§ **EXTRACTED RECORDS**:
// Copyright (c) Contributors to the SPK project.
// SPDX-License-Identifier: Apache-2.0

//! Converging a context's installed tool set onto its declarations.

use std::collections::BTreeMap;
use std::path::PathBuf;

use chrono::Utc;
use futures::stream::{self, StreamExt};

use crate::audit::{AuditAction, AuditEvent, AuditOutcome};
use crate::cache::ToolVersion;
use crate::config::Config;
use crate::context::Context;
use crate::install::{InstallOutcome, Installer};
use crate::lock::{LockFile, LockedTool, generate_lock};
use crate::resolve::{MergedDeclarations, expand_path, merge};
use crate::{Error, Result};

#[cfg(test)]
#[path = "./reconcile_test.rs"]
mod reconcile_test;

/// One step needed to bring the lock record in line with the declarations.
#[derive(Debug, Clone, PartialEq, Eq)]
pub enum ReconcileAction {
    /// Declared but not installed for this context.
    Install { tool: String, version: String },
    /// Declared at a different version than recorded.
    Reinstall {
        tool: String,
        from: String,
        version: String,
    },
    /// Recorded but no longer declared. Only the reference is dropped.
    Uninstall { tool: String, version: String },
    /// Declared with an explicit path; recorded without installing.
    UseOverride {
        tool: String,
        version: String,
        path: PathBuf,
    },
}

impl ReconcileAction {
    pub fn tool(&self) -> &str {
        match self {
            Self::Install { tool, .. }
            | Self::Reinstall { tool, .. }
            | Self::Uninstall { tool, .. }
            | Self::UseOverride { tool, .. } => tool,
        }
    }

    pub fn version(&self) -> &str {
        match self {
            Self::Install { version, .. }
            | Self::Reinstall { version, .. }
            | Self::Uninstall { version, .. }
            | Self::UseOverride { version, .. } => version,
        }
    }
}

impl std::fmt::Display for ReconcileAction {
    fn fmt(&self, f: &mut std::fmt::Formatter<'_>) -> std::fmt::Result {
        match self {
            Self::Install { tool, version } => write!(f, "install {tool} {version}"),
            Self::Reinstall {
                tool,
                from,
                version,
            } => write!(f, "reinstall {tool} {from} -> {version}"),
            Self::Uninstall { tool, version } => write!(f, "uninstall {tool} {version}"),
            Self::UseOverride {
                tool,
                version,
                path,
            } => write!(f, "use {tool} {version} from {}", path.display()),
        }
    }
}

/// Actions for one context, computed before anything is changed.
#[derive(Debug, Clone)]
pub struct ReconcilePlan {
    pub context: Context,
    pub actions: Vec<ReconcileAction>,
    merged: MergedDeclarations,
    previous: LockFile,
}

impl ReconcilePlan {
    pub fn is_empty(&self) -> bool {
        self.actions.is_empty()
    }
}

/// What happened to one planned action.
#[derive(Debug)]
pub enum ActionOutcome {
    Installed(PathBuf),
    Cached(PathBuf),
    Recorded(PathBuf),
    Uninstalled,
    Failed(Error),
}

impl ActionOutcome {
    pub fn is_failure(&self) -> bool {
        matches!(self, Self::Failed(_))
    }
}

#[derive(Debug)]
pub struct ReconcileReport {
    /// Outcomes in plan order.
    pub outcomes: Vec<(ReconcileAction, ActionOutcome)>,
    /// Lock record as written at the end of the run.
    pub lock: LockFile,
}

impl ReconcileReport {
    pub fn failures(&self) -> impl Iterator<Item = (&ReconcileAction, &Error)> {
        self.outcomes.iter().filter_map(|(action, outcome)| match outcome {
            ActionOutcome::Failed(err) => Some((action, err)),
            _ => None,
        })
    }

    pub fn is_success(&self) -> bool {
        self.failures().next().is_none()
    }
}

pub struct Reconciler {
    installer: Installer,
    parallelism: usize,
}

impl Reconciler {
    pub fn new(installer: Installer) -> Self {
        Self {
            installer,
            parallelism: 4,
        }
    }

    pub fn from_config(config: &Config) -> Result<Self> {
        Ok(Self::new(Installer::from_config(config)?).with_parallelism(config.parallelism))
    }

    pub fn with_parallelism(mut self, parallelism: usize) -> Self {
        self.parallelism = parallelism.max(1);
        self
    }

    pub fn installer(&self) -> &Installer {
        &self.installer
    }

    /// Diff the merged declarations of `context` against its lock record.
    pub fn plan(&self, context: &Context) -> Result<ReconcilePlan> {
        let merged = merge(context)?;
        let previous = LockFile::load(context.lock_path())?.unwrap_or_default();
        let cache = self.installer.cache();
        let mut actions = Vec::new();

        for (tool, layered) in merged.iter() {
            let spec = layered.spec();
            let recorded = previous.tools.get(tool);

            if let Some(raw) = &spec.path {
                let path = expand_path(raw, merged.declaring_root(layered))
                    .unwrap_or_else(|| PathBuf::from(raw));
                let unchanged =
                    recorded.is_some_and(|r| r.version == spec.version && r.path == path);
                if !unchanged {
                    actions.push(ReconcileAction::UseOverride {
                        tool: tool.clone(),
                        version: spec.version.clone(),
                        path,
                    });
                }
                continue;
            }

            let action = match recorded {
                None => Some(ReconcileAction::Install {
                    tool: tool.clone(),
                    version: spec.version.clone(),
                }),
                Some(r) if r.version != spec.version => Some(ReconcileAction::Reinstall {
                    tool: tool.clone(),
                    from: r.version.clone(),
                    version: spec.version.clone(),
                }),
                Some(r) => match cache.lookup(tool, &spec.version) {
                    Some(path) if path == r.path => None,
                    _ => Some(ReconcileAction::Install {
                        tool: tool.clone(),
                        version: spec.version.clone(),
                    }),
                },
            };
            actions.extend(action);
        }

        for (tool, recorded) in &previous.tools {
            if merged.get(tool).is_none() {
                actions.push(ReconcileAction::Uninstall {
                    tool: tool.clone(),
                    version: recorded.version.clone(),
                });
            }
        }

        tracing::debug!(context = ?context.root(), actions = actions.len(), "planned reconcile");
        Ok(ReconcilePlan {
            context: context.clone(),
            actions,
            merged,
            previous,
        })
    }

    /// Carry out a plan and rewrite the lock record once at the end.
    ///
    /// Installs run first with bounded parallelism, then uninstalls. A
    /// failed action never aborts its siblings.
    pub async fn execute(&self, plan: ReconcilePlan) -> Result<ReconcileReport> {
        let context_root = plan.context.root().to_path_buf();
        let mut tools = plan.previous.tools.clone();
        let mut outcomes: Vec<Option<ActionOutcome>> =
            plan.actions.iter().map(|_| None).collect();

        // Installs, deduplicated per (tool, version)
        let mut installs: BTreeMap<ToolVersion, (AuditAction, usize)> = BTreeMap::new();
        for (index, action) in plan.actions.iter().enumerate() {
            let audit_action = match action {
                ReconcileAction::Install { .. } => AuditAction::Install,
                ReconcileAction::Reinstall { .. } => AuditAction::Reinstall,
                _ => continue,
            };
            installs
                .entry(ToolVersion::new(action.tool(), action.version()))
                .or_insert((audit_action, index));
        }

        let installer = &self.installer;
        let context = context_root.as_path();
        let results: Vec<_> = stream::iter(installs)
            .map(|(id, (audit_action, index))| async move {
                let attempt = installer
                    .install_as(&id.tool, &id.version, context, audit_action)
                    .await;
                (id, audit_action, index, attempt)
            })
            .buffer_unordered(self.parallelism)
            .collect()
            .await;

        for (id, audit_action, index, attempt) in results {
            outcomes[index] = Some(match attempt.outcome {
                InstallOutcome::Installed(path) => {
                    tools.insert(id.tool, locked(&id.version, path.clone()));
                    ActionOutcome::Installed(path)
                }
                InstallOutcome::Cached(path) => {
                    tools.insert(id.tool, locked(&id.version, path.clone()));
                    ActionOutcome::Cached(path)
                }
                InstallOutcome::Failed(err) => {
                    // A failed reinstall keeps the previous record
                    if audit_action == AuditAction::Install {
                        tools.remove(&id.tool);
                    }
                    tracing::warn!(tool = %id.tool, version = %id.version, "{err}");
                    ActionOutcome::Failed(err)
                }
            });
        }

        for (index, action) in plan.actions.iter().enumerate() {
            let ReconcileAction::UseOverride {
                tool,
                version,
                path,
            } = action
            else {
                continue;
            };
            outcomes[index] = Some(if path.exists() {
                tools.insert(tool.clone(), locked(version, path.clone()));
                ActionOutcome::Recorded(path.clone())
            } else {
                tools.remove(tool);
                ActionOutcome::Failed(Error::Unresolved {
                    tool: tool.clone(),
                    version: version.clone(),
                })
            });
        }

        // Uninstalls run last and never touch the cache
        for (index, action) in plan.actions.iter().enumerate() {
            let ReconcileAction::Uninstall { tool, version } = action else {
                continue;
            };
            tools.remove(tool);
            self.installer.audit().record(AuditEvent {
                tool: tool.clone(),
                version: version.clone(),
                action: AuditAction::Uninstall,
                context_path: Some(context_root.clone()),
                outcome: AuditOutcome::Succeeded,
            });
            outcomes[index] = Some(ActionOutcome::Uninstalled);
        }

        let lock = generate_lock(&plan.merged, tools)?;
        lock.save(plan.context.lock_path())?;
        tracing::debug!(path = ?plan.context.lock_path(), "wrote lock record");

        let outcomes = plan
            .actions
            .into_iter()
            .zip(outcomes)
            .map(|(action, outcome)| {
                let outcome = outcome.unwrap_or_else(|| {
                    ActionOutcome::Failed(Error::InvalidConfig(format!("{action} was not run")))
                });
                (action, outcome)
            })
            .collect();
        Ok(ReconcileReport { outcomes, lock })
    }
}

fn locked(version: &str, path: PathBuf) -> LockedTool {
    LockedTool {
        version: version.to_string(),
        path,
        installed_at: Utc::now(),
    }
}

§ **AIM OF THE EXERCISE**:
The response must repeat exactly the lines from the top of the material through the line containing "mod reconcile_test;", both included, with no other output.

§ **RESPONSE**:
// Copyright (c) Contributors to the SPK project.
// SPDX-License-Identifier: Apache-2.0

//! Converging a context's installed tool set onto its declarations.

use std::collections::BTreeMap;
use std::path::PathBuf;

use chrono::Utc;
use futures::stream::{self, StreamExt};

use crate::audit::{AuditAction, AuditEvent, AuditOutcome};
use crate::cache::ToolVersion;
use crate::config::Config;
use crate::context::Context;
use crate::install::{InstallOutcome, Installer};
use crate::lock::{LockFile, LockedTool, generate_lock};
use crate::resolve::{MergedDeclarations, expand_path, merge};
use crate::{Error, Result};

#[cfg(test)]
#[path = "./reconcile_test.rs"]
mod reconcile_test;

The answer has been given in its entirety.